## What to produce
Go through the lines below. Copy those with "NonRecursive".
[Opening The data section]
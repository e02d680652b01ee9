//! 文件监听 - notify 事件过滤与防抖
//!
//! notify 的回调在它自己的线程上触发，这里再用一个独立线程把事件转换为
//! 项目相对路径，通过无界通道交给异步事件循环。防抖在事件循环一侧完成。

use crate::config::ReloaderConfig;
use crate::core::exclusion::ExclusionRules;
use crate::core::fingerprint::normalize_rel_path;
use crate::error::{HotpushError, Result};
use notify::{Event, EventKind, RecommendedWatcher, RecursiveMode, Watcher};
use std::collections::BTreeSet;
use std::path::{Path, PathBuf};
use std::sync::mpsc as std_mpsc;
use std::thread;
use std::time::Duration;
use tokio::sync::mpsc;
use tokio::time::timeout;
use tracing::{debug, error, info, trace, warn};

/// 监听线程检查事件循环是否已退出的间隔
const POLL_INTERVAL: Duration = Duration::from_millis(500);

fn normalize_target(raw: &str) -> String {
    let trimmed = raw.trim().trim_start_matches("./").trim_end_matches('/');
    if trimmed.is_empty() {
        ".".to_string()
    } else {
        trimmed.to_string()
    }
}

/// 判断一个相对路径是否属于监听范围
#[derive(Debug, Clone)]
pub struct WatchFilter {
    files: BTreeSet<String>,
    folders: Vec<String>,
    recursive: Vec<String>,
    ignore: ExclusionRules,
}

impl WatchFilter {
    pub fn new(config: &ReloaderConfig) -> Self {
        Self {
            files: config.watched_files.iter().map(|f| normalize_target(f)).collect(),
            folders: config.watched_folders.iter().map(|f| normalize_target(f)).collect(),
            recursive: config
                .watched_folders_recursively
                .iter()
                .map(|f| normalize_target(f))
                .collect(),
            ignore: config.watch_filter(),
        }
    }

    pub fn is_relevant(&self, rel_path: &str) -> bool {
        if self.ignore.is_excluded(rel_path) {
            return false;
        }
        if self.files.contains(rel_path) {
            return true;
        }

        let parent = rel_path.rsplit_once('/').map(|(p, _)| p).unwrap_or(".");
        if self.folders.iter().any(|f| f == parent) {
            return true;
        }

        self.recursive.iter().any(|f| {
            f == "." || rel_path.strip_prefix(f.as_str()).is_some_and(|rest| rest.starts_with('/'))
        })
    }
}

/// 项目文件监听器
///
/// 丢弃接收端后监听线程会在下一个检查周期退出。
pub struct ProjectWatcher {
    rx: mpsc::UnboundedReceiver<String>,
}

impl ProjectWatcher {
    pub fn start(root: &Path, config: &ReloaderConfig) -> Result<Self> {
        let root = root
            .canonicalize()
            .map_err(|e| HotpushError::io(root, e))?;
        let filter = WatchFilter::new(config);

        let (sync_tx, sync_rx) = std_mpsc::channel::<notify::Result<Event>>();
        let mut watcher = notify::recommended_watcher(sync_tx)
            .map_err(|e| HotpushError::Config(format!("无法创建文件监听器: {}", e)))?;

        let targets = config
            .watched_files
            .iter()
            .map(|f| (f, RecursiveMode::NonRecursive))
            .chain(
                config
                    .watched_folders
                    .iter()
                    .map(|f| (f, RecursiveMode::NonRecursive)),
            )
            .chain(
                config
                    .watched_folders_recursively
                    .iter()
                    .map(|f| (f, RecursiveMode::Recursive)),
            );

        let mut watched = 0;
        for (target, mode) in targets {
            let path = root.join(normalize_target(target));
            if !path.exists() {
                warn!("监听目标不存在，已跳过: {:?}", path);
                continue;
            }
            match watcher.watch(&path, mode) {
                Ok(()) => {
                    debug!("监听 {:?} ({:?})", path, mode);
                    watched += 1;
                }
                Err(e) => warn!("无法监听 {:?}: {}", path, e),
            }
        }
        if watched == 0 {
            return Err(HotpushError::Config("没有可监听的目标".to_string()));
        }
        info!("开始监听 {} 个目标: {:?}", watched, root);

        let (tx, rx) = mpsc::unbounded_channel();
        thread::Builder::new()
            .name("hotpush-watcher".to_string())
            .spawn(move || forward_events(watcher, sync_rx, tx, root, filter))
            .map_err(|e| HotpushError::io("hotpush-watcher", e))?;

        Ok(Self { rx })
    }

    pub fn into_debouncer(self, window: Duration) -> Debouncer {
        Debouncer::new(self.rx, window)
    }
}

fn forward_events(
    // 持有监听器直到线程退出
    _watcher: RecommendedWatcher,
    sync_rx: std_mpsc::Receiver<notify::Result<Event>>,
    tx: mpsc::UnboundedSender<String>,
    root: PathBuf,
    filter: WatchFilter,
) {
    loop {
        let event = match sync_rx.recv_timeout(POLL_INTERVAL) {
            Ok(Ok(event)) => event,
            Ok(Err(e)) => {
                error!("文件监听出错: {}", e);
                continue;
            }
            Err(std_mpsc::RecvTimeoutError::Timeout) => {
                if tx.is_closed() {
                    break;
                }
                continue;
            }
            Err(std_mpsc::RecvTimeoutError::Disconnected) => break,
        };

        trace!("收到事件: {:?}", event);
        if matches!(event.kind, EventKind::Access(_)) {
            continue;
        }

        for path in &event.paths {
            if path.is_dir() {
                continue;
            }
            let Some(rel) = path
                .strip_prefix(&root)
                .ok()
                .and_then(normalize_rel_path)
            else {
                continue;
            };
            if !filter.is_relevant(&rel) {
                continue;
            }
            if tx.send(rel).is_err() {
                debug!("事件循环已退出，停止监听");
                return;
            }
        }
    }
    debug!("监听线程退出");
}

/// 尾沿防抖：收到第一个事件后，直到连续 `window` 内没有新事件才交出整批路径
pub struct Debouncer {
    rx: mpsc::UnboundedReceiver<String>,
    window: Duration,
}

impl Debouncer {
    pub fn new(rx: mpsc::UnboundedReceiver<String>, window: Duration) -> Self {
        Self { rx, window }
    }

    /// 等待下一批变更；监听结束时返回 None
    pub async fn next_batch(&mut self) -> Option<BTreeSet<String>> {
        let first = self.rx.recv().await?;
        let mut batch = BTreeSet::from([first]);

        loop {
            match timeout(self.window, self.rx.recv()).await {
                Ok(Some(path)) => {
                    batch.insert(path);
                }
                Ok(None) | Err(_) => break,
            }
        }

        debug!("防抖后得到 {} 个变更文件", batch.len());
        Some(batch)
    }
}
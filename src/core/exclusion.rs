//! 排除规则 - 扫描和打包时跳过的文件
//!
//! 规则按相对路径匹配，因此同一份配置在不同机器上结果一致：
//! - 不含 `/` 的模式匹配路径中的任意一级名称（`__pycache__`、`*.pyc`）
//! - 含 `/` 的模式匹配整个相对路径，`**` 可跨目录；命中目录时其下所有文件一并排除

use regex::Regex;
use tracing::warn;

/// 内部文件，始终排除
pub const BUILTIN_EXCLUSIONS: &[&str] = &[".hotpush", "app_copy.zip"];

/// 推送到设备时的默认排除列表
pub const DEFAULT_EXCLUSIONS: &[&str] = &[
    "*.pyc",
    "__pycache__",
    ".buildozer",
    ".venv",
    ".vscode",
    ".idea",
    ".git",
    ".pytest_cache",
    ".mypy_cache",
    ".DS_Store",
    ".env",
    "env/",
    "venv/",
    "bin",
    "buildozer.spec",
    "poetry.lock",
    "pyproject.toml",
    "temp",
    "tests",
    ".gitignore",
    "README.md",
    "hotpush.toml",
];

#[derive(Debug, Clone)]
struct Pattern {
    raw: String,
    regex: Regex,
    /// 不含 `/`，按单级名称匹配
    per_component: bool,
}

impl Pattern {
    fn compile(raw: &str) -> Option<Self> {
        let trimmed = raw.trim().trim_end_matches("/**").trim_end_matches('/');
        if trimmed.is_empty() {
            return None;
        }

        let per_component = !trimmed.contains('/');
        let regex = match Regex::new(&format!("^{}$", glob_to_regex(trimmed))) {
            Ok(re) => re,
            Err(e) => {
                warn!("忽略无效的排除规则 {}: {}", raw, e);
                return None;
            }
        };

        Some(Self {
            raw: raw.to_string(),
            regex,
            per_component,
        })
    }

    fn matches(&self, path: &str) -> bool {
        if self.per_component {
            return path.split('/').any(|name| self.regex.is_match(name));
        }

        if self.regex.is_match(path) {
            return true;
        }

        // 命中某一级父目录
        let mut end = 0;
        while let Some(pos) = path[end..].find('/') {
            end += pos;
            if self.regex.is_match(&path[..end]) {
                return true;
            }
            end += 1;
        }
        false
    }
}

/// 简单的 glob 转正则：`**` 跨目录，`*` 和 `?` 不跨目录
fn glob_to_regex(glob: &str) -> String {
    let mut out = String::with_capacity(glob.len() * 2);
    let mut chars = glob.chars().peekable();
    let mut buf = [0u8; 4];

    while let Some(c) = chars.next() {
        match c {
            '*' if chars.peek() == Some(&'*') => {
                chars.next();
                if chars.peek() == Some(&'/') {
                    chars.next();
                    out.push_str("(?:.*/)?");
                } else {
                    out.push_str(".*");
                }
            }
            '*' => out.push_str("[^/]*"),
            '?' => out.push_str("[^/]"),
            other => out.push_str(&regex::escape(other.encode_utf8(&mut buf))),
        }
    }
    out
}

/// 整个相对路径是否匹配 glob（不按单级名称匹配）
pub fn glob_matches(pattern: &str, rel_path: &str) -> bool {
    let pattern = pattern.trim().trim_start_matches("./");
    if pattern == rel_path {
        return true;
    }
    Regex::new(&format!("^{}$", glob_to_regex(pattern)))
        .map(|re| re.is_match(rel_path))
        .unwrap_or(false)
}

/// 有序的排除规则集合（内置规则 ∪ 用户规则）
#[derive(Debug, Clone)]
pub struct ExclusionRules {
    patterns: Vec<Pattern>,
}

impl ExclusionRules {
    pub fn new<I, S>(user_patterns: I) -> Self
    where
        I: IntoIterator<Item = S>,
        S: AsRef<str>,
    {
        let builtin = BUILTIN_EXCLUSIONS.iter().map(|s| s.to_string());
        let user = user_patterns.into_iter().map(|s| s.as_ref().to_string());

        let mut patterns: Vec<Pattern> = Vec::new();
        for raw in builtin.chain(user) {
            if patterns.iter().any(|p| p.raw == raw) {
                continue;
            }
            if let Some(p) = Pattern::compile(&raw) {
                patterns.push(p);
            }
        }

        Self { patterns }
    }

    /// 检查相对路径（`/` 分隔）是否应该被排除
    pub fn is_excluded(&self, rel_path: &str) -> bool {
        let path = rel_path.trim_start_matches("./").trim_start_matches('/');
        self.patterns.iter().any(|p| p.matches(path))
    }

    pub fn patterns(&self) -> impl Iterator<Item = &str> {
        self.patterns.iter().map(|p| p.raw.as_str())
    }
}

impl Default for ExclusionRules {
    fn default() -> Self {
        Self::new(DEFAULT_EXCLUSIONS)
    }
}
[Closing The data section]
## Reply to the task
            .map(|f| (f, RecursiveMode::NonRecursive))
                    .map(|f| (f, RecursiveMode::NonRecursive)),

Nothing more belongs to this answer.